## TASK OBJECTIVE
Scan the records beneath this line for the line holding "let sink: Arc<dyn" and the line holding "giving the first", then transcribe exactly those two and all lines between.
╭─ RECORDS SHOWN
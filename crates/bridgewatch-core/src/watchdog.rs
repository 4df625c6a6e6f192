//! Top-level watchdog: owns both loops and the state they share.
//!
//! ```text
//! ┌───────────────────────────────────────────────────────────────┐
//! │  Watchdog                                                     │
//! │  ├── RefreshScheduler ─▶ SessionCycleRunner ─▶ CacheWriter    │
//! │  ├── health loop: AccountCache + probe ─▶ HealthEvaluator     │
//! │  │                  ─▶ AutoHealingController                  │
//! │  └── shutdown_tx: stops both loops                            │
//! └───────────────────────────────────────────────────────────────┘
//! ```

use chrono::Utc;
use parking_lot::Mutex;
use std::path::Path;
use std::sync::Arc;
use std::time::Duration;
use tokio::sync::watch;
use tokio::task::JoinHandle;
use tokio::time::MissedTickBehavior;

use bridgewatch_types::{
    AccountSummary, AlertEvent, CycleReport, HealingPhase, HealthEndpointResponse, HealthVerdict,
    ProbeError, WatchdogConfig, WatchdogStatus,
};

use crate::alert::{AlertNotifier, AlertSink, LogSink, WebhookSink};
use crate::bridge::{BridgeConnector, HttpBridgeConnector};
use crate::cache::AccountCache;
use crate::error::{AppResult, ForceHealError};
use crate::healing::AutoHealingController;
use crate::health::{HealthEvaluator, HttpProbe, ServiceProbe};
use crate::modules::config::registry_path;
use crate::modules::registry::{AccountRegistry, FileRegistry};
use crate::recovery::{RecoveryDispatcher, WebhookDispatcher};
use crate::sync::{RefreshScheduler, SessionCycleRunner, SyncTrigger};

pub struct Watchdog {
    config: WatchdogConfig,
    cache: AccountCache,
    scheduler: RefreshScheduler,
    evaluator: HealthEvaluator,
    probe: Arc<dyn ServiceProbe>,
    controller: AutoHealingController,
    notifier: Arc<AlertNotifier>,
    shutdown_tx: watch::Sender<bool>,
    handles: Mutex<Vec<JoinHandle<()>>>,
}

impl Watchdog {
    pub fn new(
        config: WatchdogConfig,
        registry: Arc<dyn AccountRegistry>,
        connector: Arc<dyn BridgeConnector>,
        probe: Arc<dyn ServiceProbe>,
        dispatcher: Arc<dyn RecoveryDispatcher>,
        sink: Arc<dyn AlertSink>,
    ) -> Arc<Self> {
        let (cache, writer) = AccountCache::new(config.health.staleness());
        let runner = SessionCycleRunner::new(
            registry,
            connector,
            writer,
            config.bridge.request_timeout(),
            config.refresh.account_delay(),
        );
        let (shutdown_tx, shutdown_rx) = watch::channel(false);
        let scheduler = RefreshScheduler::new(
            runner,
            config.refresh.interval(),
            config.refresh.run_on_start,
            shutdown_rx,
        );
        let notifier = Arc::new(AlertNotifier::new(sink, config.alerts.history_size));
        let controller =
            AutoHealingController::new(&config.healing, dispatcher, Arc::clone(&notifier));

        Arc::new(Self {
            evaluator: HealthEvaluator::new(&config.health),
            config,
            cache,
            scheduler,
            probe,
            controller,
            notifier,
            shutdown_tx,
            handles: Mutex::new(Vec::new()),
        })
    }

    /// Build the production wiring: file registry, HTTP bridge, HTTP probe,
    /// webhook dispatcher, and a webhook or log-only alert sink.
    pub fn from_config(config: WatchdogConfig, data_dir: &Path) -> AppResult<Arc<Self>> {
        let registry = Arc::new(FileRegistry::new(registry_path(&config, data_dir)));
        let connector = Arc::new(HttpBridgeConnector::new(&config.bridge)?);
        let probe = Arc::new(HttpProbe::new(&config.bridge)?);
        let dispatcher =
            Arc::new(WebhookDispatcher::new(&config.recovery, config.healing.dispatch_timeout())?);

        if !dispatcher.is_configured() && config.healing.enabled {
            tracing::warn!("[Recovery] Auto-healing enabled but no recovery webhook configured");
        }

        let sink: Arc<dyn AlertSink> = match &config.alerts.webhook_url {
            Some(url) => Arc::new(WebhookSink::new(url.clone(), Duration::from_secs(10))?),
            None => {
                tracing::info!("[Alert] No alert webhook configured, alerts are log-only");
                Arc::new(LogSink)
            },
        };

        Ok(Self::new(config, registry, connector, probe, dispatcher, sink))
    }

    /// Spawn the refresh and health loops.
    pub fn start(self: &Arc<Self>) {
        let refresh = self.scheduler.start();
        let health = self.start_health_loop();
        self.handles.lock().extend([refresh, health]);
    }

    fn start_health_loop(self: &Arc<Self>) -> JoinHandle<()> {
        let watchdog = Arc::clone(self);
        let mut shutdown_rx = self.shutdown_tx.subscribe();
        let period = self.config.health.evaluation_interval();

        tokio::spawn(async move {
            tracing::info!("[Health] Evaluation loop started (interval {}s)", period.as_secs());

            let mut ticker = tokio::time::interval(period);
            ticker.set_missed_tick_behavior(MissedTickBehavior::Skip);
            // First evaluation after one full interval, giving the first
            // cycle time to populate the cache.
            ticker.tick().await;

            loop {
                tokio::select! {
                    _ = ticker.tick() => {
                        watchdog.evaluate_now().await;
                    }
                    _ = shutdown_rx.changed() => {
                        tracing::info!("[Health] Evaluation loop shutting down");
                        break;
                    }
                }
            }
        })
    }

    /// Run one evaluation tick and feed it to the healing controller.
    ///
    /// While a restart is being verified, cycle aborts from before the
    /// dispatch are ignored and only fresh evidence decides the outcome.
    pub async fn evaluate_now(&self) -> HealthVerdict {
        let timeout = self.config.bridge.probe_timeout();
        let probe = tokio::time::timeout(timeout, self.probe.probe())
            .await
            .unwrap_or(Err(ProbeError::Timeout { secs: timeout.as_secs() }));

        let now = Utc::now();
        let state = self.cache.snapshot_at(now);
        let dispatched_at = match self.controller.state().phase {
            HealingPhase::Verifying { dispatched_at } => Some(dispatched_at),
            _ => None,
        };
        let verdict = self.evaluator.evaluate_since(&state, &probe, now, dispatched_at);
        tracing::debug!(
            "[Health] Verdict {} (reachable={}, fresh={}, sync={:.2})",
            verdict.overall,
            verdict.reachable,
            verdict.freshness_ok,
            verdict.sync_ratio
        );

        // The bridge answers but the last cycle aborted: recheck now rather
        // than wait a full refresh interval.
        if probe.is_ok() && state.last_cycle.as_ref().is_some_and(CycleReport::is_aborted) {
            self.request_sync("last cycle aborted while bridge responds");
        }

        let was_verifying = dispatched_at.is_some();
        self.controller.handle_verdict(verdict.clone()).await;
        if !was_verifying {
            self.sync_if_verifying();
        }
        verdict
    }

    /// Start a cycle once a restart has been accepted, so verification sees
    /// data from the restarted bridge.
    fn sync_if_verifying(&self) {
        if matches!(self.controller.state().phase, HealingPhase::Verifying { .. }) {
            self.request_sync("restart dispatched");
        }
    }

    fn request_sync(&self, why: &str) {
        match self.scheduler.force_sync() {
            SyncTrigger::Started => tracing::info!("[Refresh] Sync requested: {}", why),
            SyncTrigger::AlreadyRunning | SyncTrigger::Stopped => {},
        }
    }

    /// Stop taking new ticks and wait for in-flight work.
    pub async fn shutdown(&self) {
        let _ = self.shutdown_tx.send(true);
        let handles = std::mem::take(&mut *self.handles.lock());
        for handle in handles {
            if let Err(e) = handle.await {
                tracing::warn!("Watchdog task ended abnormally: {}", e);
            }
        }
        self.scheduler.wait_idle().await;
        tracing::info!("Watchdog stopped");
    }

    pub const fn config(&self) -> &WatchdogConfig {
        &self.config
    }

    pub const fn cache(&self) -> &AccountCache {
        &self.cache
    }

    pub fn summaries(&self) -> Vec<AccountSummary> {
        self.cache.snapshot_all().summaries()
    }

    pub fn force_sync(&self) -> SyncTrigger {
        self.scheduler.force_sync()
    }

    pub async fn force_heal(&self) -> Result<(), ForceHealError> {
        self.controller.force_heal(Utc::now()).await?;
        self.sync_if_verifying();
        Ok(())
    }

    pub fn reset(&self) -> bool {
        self.controller.reset()
    }

    pub fn status(&self) -> WatchdogStatus {
        self.controller.status(Utc::now())
    }

    pub fn last_verdict(&self) -> Option<HealthVerdict> {
        self.controller.last_verdict()
    }

    pub fn recent_alerts(&self, limit: usize) -> Vec<AlertEvent> {
        self.notifier.recent(limit)
    }

    /// Body of the daemon's own `/health`.
    pub fn health_endpoint(&self) -> HealthEndpointResponse {
        let state = self.cache.snapshot_all();
        let status = self
            .controller
            .last_verdict()
            .map_or_else(|| "starting".to_string(), |v| v.overall.to_string());

        HealthEndpointResponse {
            status,
            cache_complete: state.cache_complete,
            accounts_cached: state.accounts_cached(),
            total_accounts: state.total_accounts(),
        }
    }
}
╰─
## EXERCISE SOLUTION
        let sink: Arc<dyn AlertSink> = match &config.alerts.webhook_url {
            Some(url) => Arc::new(WebhookSink::new(url.clone(), Duration::from_secs(10))?),
            None => {
                tracing::info!("[Alert] No alert webhook configured, alerts are log-only");
                Arc::new(LogSink)
            },
        };

        Ok(Self::new(config, registry, connector, probe, dispatcher, sink))
    }

    /// Spawn the refresh and health loops.
    pub fn start(self: &Arc<Self>) {
        let refresh = self.scheduler.start();
        let health = self.start_health_loop();
        self.handles.lock().extend([refresh, health]);
    }

    fn start_health_loop(self: &Arc<Self>) -> JoinHandle<()> {
        let watchdog = Arc::clone(self);
        let mut shutdown_rx = self.shutdown_tx.subscribe();
        let period = self.config.health.evaluation_interval();

        tokio::spawn(async move {
            tracing::info!("[Health] Evaluation loop started (interval {}s)", period.as_secs());

            let mut ticker = tokio::time::interval(period);
            ticker.set_missed_tick_behavior(MissedTickBehavior::Skip);
            // First evaluation after one full interval, giving the first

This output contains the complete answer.